■ Your instructions
Where the records hold the string "Significant", show the whole line it sits on.

(Collected data entries)
__________
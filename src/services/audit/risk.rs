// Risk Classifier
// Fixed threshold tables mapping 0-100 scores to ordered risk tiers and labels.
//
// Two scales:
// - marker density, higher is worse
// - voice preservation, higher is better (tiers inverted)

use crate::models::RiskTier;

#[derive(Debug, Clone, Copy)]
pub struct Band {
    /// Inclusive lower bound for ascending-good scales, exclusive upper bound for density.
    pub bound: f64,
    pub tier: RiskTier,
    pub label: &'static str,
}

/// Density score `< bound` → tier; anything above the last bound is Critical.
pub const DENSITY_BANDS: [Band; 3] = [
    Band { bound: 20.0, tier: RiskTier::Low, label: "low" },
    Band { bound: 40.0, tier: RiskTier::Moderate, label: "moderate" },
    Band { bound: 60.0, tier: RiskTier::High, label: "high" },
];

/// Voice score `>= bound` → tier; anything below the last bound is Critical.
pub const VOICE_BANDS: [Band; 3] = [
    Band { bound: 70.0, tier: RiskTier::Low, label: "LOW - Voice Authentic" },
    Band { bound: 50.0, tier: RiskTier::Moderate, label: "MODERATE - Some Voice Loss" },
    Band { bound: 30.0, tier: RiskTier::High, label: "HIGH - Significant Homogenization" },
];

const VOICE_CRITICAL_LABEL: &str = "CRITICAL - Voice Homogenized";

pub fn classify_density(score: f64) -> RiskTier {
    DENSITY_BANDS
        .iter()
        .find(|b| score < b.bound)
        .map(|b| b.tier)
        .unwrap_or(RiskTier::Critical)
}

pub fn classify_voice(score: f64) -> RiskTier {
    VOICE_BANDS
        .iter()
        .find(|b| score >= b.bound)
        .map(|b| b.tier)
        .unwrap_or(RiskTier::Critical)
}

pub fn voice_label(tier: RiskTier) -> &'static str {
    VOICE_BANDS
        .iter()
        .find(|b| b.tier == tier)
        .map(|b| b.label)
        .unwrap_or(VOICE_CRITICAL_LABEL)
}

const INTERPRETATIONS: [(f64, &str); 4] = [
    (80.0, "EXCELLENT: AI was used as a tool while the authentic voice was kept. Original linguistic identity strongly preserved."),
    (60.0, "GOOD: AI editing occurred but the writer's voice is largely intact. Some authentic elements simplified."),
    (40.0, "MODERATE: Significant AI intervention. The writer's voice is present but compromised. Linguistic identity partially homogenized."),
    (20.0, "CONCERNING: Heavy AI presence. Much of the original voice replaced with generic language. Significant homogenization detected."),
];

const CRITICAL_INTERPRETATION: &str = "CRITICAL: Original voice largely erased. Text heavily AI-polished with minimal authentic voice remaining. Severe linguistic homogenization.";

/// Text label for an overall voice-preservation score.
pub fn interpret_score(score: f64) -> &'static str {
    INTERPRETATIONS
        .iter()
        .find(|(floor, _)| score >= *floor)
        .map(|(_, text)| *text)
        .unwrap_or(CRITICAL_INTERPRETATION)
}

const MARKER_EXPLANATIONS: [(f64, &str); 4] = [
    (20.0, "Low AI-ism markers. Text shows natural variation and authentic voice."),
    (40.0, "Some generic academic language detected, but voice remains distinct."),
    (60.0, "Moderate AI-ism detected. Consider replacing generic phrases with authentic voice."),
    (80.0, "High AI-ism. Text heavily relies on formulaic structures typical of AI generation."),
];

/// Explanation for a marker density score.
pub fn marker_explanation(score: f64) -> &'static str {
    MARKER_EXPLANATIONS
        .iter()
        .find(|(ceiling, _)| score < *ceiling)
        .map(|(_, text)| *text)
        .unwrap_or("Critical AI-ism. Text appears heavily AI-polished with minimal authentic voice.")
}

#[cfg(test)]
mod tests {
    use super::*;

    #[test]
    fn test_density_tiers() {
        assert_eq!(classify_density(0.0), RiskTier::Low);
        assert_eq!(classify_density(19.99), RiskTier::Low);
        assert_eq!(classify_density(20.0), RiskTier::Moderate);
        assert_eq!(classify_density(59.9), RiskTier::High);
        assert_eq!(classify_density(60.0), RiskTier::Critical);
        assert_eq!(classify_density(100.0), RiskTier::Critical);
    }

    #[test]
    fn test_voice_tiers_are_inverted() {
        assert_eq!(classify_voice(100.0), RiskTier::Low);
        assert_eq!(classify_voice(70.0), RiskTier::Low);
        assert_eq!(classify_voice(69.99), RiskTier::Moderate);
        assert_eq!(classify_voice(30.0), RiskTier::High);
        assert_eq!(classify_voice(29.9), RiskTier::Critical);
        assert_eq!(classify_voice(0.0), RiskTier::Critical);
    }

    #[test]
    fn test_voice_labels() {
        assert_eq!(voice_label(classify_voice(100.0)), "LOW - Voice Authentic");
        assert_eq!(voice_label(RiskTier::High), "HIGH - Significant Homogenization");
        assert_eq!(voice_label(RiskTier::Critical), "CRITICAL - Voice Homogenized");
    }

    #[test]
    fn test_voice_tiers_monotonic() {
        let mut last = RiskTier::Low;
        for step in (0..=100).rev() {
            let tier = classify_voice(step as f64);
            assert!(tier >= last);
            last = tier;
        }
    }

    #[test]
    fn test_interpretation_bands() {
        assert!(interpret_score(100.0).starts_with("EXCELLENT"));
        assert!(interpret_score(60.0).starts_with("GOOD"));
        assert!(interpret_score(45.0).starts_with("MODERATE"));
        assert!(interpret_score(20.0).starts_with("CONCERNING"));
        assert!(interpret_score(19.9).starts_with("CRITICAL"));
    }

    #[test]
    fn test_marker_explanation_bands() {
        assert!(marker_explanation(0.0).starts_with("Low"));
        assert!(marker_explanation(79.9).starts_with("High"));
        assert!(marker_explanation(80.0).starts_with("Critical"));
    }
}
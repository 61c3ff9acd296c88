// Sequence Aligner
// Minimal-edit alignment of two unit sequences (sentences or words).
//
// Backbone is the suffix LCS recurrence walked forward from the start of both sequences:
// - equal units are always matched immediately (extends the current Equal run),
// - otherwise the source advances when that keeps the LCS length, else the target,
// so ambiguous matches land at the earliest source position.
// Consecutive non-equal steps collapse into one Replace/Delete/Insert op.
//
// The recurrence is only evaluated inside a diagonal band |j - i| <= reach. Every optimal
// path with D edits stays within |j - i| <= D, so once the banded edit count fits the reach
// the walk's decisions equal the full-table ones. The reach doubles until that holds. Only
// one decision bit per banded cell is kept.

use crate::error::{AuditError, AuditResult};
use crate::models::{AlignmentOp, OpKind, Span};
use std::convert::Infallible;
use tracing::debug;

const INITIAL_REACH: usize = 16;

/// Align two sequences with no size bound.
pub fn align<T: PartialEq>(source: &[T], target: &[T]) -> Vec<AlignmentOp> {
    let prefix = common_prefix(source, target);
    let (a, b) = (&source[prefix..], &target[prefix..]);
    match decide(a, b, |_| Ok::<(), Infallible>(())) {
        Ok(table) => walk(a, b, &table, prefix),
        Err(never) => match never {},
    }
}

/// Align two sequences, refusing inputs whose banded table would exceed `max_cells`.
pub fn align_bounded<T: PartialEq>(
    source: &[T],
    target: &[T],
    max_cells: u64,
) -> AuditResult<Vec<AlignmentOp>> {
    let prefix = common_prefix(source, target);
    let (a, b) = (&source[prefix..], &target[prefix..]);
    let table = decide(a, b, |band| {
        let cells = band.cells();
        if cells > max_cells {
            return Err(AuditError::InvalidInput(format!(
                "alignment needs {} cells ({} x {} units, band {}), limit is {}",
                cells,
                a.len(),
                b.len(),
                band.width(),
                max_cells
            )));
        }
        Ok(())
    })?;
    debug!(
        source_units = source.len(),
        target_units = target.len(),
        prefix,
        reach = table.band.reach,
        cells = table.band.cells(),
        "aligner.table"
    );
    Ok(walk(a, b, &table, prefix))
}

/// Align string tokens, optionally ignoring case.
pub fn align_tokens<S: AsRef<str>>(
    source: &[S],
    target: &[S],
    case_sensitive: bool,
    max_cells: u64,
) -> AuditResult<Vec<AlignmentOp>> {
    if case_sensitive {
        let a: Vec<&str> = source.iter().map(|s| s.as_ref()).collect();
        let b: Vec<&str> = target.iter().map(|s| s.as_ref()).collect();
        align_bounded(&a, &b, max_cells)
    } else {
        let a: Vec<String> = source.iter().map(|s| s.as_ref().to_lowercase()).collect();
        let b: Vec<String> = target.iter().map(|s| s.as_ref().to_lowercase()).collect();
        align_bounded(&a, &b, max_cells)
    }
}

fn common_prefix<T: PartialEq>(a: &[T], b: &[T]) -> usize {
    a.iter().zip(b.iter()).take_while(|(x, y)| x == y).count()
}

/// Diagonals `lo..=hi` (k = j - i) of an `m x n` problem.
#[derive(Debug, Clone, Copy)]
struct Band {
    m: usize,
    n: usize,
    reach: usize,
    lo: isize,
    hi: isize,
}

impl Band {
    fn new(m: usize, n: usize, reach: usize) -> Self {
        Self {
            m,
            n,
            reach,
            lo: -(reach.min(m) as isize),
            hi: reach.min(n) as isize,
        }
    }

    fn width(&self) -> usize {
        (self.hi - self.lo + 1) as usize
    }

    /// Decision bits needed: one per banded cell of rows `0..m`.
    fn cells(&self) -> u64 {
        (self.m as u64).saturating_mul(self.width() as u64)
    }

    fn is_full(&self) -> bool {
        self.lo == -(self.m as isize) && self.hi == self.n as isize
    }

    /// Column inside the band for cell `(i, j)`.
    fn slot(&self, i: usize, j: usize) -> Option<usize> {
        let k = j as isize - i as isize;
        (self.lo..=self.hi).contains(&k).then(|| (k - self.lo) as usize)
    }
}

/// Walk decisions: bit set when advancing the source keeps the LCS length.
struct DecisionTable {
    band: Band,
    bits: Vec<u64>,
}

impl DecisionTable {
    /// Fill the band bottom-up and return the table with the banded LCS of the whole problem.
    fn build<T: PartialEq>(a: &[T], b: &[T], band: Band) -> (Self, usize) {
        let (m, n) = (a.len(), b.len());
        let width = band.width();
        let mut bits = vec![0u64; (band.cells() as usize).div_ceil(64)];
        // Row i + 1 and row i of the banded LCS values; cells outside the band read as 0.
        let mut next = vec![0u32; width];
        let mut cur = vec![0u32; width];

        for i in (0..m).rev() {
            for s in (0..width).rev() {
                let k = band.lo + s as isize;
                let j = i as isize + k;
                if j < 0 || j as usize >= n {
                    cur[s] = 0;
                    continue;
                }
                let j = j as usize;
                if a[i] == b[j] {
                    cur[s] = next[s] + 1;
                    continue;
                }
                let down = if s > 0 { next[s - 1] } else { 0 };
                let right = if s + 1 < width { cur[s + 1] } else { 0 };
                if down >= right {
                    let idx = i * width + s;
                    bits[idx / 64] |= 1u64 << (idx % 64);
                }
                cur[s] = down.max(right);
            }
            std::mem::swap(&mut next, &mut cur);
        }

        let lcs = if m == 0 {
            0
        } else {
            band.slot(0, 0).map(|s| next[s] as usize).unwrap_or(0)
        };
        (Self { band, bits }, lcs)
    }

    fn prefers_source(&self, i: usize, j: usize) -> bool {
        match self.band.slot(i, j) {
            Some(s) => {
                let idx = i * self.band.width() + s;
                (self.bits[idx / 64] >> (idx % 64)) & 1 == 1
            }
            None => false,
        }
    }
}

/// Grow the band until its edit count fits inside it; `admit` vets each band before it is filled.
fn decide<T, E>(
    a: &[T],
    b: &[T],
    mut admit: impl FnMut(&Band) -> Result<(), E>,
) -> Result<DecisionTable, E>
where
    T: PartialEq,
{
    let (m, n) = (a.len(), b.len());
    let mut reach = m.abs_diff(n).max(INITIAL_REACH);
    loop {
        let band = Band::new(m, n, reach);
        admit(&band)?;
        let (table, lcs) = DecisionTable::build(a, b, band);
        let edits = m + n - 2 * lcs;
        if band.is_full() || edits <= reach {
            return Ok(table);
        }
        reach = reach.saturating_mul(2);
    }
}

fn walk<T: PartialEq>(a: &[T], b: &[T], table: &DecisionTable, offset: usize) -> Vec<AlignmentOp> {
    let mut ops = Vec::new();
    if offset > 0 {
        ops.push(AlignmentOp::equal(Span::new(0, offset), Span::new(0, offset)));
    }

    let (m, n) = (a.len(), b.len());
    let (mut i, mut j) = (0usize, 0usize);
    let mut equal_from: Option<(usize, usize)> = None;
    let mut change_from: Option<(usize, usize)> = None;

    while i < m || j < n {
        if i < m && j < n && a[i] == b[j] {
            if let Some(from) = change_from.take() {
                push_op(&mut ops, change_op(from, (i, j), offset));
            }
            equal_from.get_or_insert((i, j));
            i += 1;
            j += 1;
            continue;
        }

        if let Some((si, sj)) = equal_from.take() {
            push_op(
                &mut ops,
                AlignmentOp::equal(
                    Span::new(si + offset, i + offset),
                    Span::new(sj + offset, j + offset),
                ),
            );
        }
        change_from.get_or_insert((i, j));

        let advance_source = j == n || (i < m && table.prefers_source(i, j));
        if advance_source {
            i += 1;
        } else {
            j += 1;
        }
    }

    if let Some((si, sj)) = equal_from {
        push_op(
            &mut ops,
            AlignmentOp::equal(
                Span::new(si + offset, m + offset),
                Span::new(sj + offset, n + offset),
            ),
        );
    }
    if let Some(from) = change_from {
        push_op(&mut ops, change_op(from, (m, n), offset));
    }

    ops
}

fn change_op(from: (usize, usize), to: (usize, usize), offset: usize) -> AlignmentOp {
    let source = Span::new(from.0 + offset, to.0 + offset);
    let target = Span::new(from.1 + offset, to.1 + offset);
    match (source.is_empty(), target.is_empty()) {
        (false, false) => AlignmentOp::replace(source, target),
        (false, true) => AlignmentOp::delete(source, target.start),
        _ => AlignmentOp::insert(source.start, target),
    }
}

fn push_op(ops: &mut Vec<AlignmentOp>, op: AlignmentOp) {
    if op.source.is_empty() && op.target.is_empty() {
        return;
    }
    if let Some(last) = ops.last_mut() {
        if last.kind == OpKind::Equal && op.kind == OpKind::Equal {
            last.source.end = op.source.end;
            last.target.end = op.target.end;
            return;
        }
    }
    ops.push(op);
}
__________
■ The completed task
    Band { bound: 30.0, tier: RiskTier::High, label: "HIGH - Significant Homogenization" },
    (40.0, "MODERATE: Significant AI intervention. The writer's voice is present but compromised. Linguistic identity partially homogenized."),
    (20.0, "CONCERNING: Heavy AI presence. Much of the original voice replaced with generic language. Significant homogenization detected."),
        assert_eq!(voice_label(RiskTier::High), "HIGH - Significant Homogenization");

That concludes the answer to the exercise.